What to work on »
Work out how many lines of the records contain "reqwest". Answer with the number and nothing else.

(Saved data entries)
%%
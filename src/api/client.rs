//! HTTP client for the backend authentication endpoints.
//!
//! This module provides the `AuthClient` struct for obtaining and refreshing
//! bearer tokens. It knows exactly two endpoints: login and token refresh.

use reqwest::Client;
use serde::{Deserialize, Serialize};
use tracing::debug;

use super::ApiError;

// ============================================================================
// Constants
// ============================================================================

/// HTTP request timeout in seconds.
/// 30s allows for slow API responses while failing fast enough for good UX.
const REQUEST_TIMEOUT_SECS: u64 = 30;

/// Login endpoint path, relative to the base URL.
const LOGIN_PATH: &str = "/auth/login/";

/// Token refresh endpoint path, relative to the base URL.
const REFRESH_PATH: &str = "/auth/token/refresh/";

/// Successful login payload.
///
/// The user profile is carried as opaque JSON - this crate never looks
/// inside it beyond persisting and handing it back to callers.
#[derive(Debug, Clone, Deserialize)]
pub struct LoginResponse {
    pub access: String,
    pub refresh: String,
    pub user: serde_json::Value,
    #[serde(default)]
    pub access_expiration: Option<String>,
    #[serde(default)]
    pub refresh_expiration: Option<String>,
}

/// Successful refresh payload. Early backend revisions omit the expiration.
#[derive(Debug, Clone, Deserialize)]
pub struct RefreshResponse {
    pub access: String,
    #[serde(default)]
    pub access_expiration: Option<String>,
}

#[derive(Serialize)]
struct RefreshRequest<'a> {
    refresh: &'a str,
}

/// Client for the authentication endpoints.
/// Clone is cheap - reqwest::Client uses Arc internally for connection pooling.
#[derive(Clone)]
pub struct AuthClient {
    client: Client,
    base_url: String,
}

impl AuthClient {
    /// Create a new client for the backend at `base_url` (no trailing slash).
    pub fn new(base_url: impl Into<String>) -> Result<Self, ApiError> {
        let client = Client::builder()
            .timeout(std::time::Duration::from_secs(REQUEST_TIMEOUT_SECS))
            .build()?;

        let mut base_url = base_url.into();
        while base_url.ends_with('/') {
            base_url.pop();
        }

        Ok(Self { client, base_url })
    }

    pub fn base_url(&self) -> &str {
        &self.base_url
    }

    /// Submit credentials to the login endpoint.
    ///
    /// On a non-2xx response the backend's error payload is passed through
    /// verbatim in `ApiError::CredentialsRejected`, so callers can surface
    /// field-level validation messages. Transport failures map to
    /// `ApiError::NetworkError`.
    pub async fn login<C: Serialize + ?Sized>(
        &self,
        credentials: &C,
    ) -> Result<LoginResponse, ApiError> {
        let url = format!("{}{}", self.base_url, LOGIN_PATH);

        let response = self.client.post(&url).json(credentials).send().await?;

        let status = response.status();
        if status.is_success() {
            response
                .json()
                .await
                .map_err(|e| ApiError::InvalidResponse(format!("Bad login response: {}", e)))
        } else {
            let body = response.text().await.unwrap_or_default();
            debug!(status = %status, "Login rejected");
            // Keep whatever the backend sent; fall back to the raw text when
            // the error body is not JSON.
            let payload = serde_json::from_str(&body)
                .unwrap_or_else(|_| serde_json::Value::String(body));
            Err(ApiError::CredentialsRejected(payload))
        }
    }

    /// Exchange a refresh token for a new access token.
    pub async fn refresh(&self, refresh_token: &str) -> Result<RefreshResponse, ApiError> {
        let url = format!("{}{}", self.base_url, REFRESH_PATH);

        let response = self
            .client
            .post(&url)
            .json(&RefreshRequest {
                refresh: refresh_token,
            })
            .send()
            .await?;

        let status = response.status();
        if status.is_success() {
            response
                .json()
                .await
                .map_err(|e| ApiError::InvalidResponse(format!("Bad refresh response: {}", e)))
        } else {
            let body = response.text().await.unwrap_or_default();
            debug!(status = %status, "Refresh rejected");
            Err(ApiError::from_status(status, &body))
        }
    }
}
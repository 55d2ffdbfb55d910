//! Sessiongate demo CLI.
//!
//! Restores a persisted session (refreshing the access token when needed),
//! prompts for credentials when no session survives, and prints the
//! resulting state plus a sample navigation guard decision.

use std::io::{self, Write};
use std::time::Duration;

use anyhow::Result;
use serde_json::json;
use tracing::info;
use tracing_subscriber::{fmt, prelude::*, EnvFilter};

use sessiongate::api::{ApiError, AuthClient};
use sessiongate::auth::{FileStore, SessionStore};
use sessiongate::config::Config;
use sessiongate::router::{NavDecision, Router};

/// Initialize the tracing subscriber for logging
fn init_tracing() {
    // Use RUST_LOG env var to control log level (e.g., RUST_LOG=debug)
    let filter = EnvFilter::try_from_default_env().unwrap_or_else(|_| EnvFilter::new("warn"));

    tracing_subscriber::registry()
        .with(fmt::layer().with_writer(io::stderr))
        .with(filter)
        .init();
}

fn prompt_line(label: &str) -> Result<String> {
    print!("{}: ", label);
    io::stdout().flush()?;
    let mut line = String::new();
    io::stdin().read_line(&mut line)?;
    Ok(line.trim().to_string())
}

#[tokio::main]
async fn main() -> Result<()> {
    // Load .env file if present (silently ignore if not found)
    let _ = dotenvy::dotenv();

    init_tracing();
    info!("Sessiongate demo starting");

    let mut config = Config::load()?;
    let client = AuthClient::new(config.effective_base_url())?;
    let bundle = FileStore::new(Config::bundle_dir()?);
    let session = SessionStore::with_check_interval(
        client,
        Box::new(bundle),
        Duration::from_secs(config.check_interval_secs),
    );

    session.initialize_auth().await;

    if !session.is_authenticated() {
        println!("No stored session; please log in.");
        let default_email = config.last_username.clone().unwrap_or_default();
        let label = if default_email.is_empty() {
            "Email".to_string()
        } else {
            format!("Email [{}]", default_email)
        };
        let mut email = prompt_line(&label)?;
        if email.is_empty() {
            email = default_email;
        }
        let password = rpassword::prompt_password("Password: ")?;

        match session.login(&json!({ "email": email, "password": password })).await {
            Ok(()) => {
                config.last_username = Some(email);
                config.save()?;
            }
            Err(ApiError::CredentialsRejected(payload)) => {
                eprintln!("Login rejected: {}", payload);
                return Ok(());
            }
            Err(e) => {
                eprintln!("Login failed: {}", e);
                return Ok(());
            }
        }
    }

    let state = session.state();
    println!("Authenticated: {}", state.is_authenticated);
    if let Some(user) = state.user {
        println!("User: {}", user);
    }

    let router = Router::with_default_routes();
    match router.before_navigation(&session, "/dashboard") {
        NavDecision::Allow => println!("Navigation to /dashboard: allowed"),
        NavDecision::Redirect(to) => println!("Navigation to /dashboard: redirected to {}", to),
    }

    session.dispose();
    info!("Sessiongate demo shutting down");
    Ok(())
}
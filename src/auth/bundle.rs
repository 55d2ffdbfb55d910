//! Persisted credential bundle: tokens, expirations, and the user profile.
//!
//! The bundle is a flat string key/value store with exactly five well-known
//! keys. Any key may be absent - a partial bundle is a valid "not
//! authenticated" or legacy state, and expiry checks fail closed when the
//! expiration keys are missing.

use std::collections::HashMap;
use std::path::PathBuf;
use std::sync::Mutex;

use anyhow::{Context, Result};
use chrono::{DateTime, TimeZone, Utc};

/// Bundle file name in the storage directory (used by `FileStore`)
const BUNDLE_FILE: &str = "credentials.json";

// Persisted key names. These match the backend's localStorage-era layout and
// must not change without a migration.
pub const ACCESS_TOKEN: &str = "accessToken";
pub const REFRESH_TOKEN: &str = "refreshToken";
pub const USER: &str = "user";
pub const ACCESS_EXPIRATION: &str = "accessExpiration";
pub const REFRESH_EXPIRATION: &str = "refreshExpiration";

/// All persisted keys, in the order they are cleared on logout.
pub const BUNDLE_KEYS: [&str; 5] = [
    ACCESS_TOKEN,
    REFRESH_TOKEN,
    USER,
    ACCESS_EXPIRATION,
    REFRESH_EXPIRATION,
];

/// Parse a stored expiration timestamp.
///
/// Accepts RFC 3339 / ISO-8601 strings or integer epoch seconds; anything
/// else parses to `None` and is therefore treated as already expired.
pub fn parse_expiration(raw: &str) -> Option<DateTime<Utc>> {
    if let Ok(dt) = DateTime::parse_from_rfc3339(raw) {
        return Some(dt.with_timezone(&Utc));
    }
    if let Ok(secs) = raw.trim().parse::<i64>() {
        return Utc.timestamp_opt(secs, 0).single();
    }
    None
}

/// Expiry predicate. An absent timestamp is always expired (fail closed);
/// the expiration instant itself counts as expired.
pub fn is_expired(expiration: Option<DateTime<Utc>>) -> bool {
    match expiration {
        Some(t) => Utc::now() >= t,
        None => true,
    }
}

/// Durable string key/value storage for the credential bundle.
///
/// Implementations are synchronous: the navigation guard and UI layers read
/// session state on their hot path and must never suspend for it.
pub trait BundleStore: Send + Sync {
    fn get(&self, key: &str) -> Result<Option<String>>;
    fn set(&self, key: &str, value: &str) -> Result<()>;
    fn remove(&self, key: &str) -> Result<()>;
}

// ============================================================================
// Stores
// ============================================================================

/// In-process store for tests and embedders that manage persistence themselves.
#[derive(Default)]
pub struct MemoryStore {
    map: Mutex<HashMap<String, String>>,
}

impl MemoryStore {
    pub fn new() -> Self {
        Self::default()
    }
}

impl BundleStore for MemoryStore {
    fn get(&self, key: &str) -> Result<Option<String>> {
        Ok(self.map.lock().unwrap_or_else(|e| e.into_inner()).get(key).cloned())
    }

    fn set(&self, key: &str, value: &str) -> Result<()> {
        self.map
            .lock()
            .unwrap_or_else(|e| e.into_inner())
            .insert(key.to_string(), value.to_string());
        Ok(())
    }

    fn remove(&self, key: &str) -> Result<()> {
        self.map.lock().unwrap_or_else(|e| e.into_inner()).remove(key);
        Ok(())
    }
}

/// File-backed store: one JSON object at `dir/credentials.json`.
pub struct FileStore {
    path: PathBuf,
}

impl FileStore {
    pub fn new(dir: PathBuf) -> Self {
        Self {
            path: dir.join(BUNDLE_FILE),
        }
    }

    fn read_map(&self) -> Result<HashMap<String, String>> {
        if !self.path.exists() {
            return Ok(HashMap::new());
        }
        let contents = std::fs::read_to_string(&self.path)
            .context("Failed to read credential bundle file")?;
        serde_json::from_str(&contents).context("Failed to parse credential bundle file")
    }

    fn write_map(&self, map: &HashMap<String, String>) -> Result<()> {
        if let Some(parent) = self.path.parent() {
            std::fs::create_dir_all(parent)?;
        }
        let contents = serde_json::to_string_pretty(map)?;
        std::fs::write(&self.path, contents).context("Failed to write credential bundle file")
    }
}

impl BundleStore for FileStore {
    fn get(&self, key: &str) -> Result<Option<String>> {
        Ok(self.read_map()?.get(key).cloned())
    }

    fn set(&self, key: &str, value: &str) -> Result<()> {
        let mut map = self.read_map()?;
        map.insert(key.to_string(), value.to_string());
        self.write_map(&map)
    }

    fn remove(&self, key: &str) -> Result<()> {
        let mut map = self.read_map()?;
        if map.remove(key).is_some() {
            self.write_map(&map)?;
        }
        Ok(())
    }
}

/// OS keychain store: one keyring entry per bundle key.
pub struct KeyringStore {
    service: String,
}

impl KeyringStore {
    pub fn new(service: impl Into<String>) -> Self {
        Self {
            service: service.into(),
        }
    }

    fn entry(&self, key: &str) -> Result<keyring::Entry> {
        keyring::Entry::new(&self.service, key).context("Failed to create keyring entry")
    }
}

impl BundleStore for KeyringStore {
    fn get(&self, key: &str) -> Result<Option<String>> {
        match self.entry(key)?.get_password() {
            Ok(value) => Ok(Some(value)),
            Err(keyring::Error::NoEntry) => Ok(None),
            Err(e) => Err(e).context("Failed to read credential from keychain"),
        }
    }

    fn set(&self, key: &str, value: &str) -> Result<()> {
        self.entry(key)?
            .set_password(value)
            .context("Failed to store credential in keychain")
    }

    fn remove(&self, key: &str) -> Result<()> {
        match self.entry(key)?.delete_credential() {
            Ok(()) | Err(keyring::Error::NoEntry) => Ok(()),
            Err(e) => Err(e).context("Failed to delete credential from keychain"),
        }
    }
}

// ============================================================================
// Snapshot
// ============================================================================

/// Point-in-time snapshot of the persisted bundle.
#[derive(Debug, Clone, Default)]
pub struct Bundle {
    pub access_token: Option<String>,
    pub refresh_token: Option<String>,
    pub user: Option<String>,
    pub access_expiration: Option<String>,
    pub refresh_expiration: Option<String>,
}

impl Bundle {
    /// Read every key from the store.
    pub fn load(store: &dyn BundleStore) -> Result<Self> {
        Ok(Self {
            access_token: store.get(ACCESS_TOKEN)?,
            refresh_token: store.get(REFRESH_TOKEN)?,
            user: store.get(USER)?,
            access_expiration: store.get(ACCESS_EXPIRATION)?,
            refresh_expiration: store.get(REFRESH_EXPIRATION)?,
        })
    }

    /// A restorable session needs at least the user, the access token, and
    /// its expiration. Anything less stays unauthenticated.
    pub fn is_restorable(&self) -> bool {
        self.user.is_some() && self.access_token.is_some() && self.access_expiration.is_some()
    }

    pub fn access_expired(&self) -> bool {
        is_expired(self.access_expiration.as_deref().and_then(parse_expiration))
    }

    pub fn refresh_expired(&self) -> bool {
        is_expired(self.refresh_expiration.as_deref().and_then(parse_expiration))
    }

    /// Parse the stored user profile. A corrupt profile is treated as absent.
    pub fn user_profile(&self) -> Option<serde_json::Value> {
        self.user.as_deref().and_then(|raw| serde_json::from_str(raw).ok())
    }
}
%%
Result of this exercise »
2